WORK ITEM —
Using the records below, write out again exactly the lines that begin at the line containing "pub fn group(id: &str, members: &[&str])" and end at the line containing "must be reported.", and no other lines.

---- RECORDED INFORMATION

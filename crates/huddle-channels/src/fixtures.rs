use chrono::{TimeZone, Utc};
use huddle_shared::{ChannelId, ChannelRecord, ChannelType, UserId};

pub fn uid(s: &str) -> UserId {
    UserId::from(s)
}

fn record(id: &str, channel_type: ChannelType, members: &[&str]) -> ChannelRecord {
    let ts = Utc.with_ymd_and_hms(2024, 1, 1, 0, 0, 0).unwrap();
    ChannelRecord {
        channel_id: ChannelId::from(id),
        channel_type,
        channel_name: format!("name-{id}"),
        channel_description: String::new(),
        created_by: members.first().map(|m| uid(m)).unwrap_or_default(),
        channel_members: members.iter().map(|m| uid(m)).collect(),
        created_at: ts,
        updated_at: ts,
    }
}

pub fn dm(id: &str, members: &[&str]) -> ChannelRecord {
    record(id, ChannelType::direct_message(), members)
}

pub fn group(id: &str, members: &[&str]) -> ChannelRecord {
    record(id, ChannelType::group(), members)
}

pub fn ids(channels: &[ChannelRecord]) -> Vec<&str> {
    channels.iter().map(|c| c.channel_id.as_str()).collect()
}
use crate::error::Result;
use parking_lot::Mutex;
use std::fmt;
use std::path::{Path, PathBuf};
use std::sync::Arc;

/// Capability every speech model implementation provides
///
/// All methods are blocking and may take seconds to minutes. They are only ever
/// called from worker threads, never from the async request layer.
pub trait SpeechModel: Send {
    /// Synthesize `text` into an audio file at `output`, returning the written location
    fn generate_audio(&mut self, text: &str, output: &Path) -> Result<PathBuf>;

    /// Switch language, and voice when given. Affects later `generate_audio` calls only.
    fn change_language(&mut self, lang_code: &str, voice: Option<&str>) -> Result<()>;

    /// Fetch or warm up model assets. Idempotent; failures must be reported.
    fn download(&mut self) -> Result<()>;
}

/// Shared reference to an instantiated model
///
/// Calls are serialized per handle, so a language change never interleaves with
/// a synthesis running on the same model.
#[derive(Clone)]
pub struct ModelHandle {
    id: Arc<str>,
    inner: Arc<Mutex<Box<dyn SpeechModel>>>,
}

impl ModelHandle {
    #[must_use]
    pub fn new(id: &str, model: Box<dyn SpeechModel>) -> Self {
        Self {
            id: Arc::from(id),
            inner: Arc::new(Mutex::new(model)),
        }
    }

    #[must_use]
    pub fn id(&self) -> &str {
        &self.id
    }

    pub fn generate_audio(&self, text: &str, output: &Path) -> Result<PathBuf> {
        self.inner.lock().generate_audio(text, output)
    }

    pub fn change_language(&self, lang_code: &str, voice: Option<&str>) -> Result<()> {
        self.inner.lock().change_language(lang_code, voice)
    }

    pub fn download(&self) -> Result<()> {
        self.inner.lock().download()
    }

    /// Whether two handles refer to the same instantiated model
    #[must_use]
    pub fn same_instance(&self, other: &Self) -> bool {
        Arc::ptr_eq(&self.inner, &other.inner)
    }
}

impl fmt::Debug for ModelHandle {
    fn fmt(&self, f: &mut fmt::Formatter<'_>) -> fmt::Result {
        f.debug_struct("ModelHandle")
            .field("id", &self.id)
            .field("model", &"dyn SpeechModel { ... }")
            .finish()
    }
}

--------

EXPECTED ANSWER —
pub fn group(id: &str, members: &[&str]) -> ChannelRecord {
    record(id, ChannelType::group(), members)
}

pub fn ids(channels: &[ChannelRecord]) -> Vec<&str> {
    channels.iter().map(|c| c.channel_id.as_str()).collect()
}
use crate::error::Result;
use parking_lot::Mutex;
use std::fmt;
use std::path::{Path, PathBuf};
use std::sync::Arc;

/// Capability every speech model implementation provides
///
/// All methods are blocking and may take seconds to minutes. They are only ever
/// called from worker threads, never from the async request layer.
pub trait SpeechModel: Send {
    /// Synthesize `text` into an audio file at `output`, returning the written location
    fn generate_audio(&mut self, text: &str, output: &Path) -> Result<PathBuf>;

    /// Switch language, and voice when given. Affects later `generate_audio` calls only.
    fn change_language(&mut self, lang_code: &str, voice: Option<&str>) -> Result<()>;

    /// Fetch or warm up model assets. Idempotent; failures must be reported.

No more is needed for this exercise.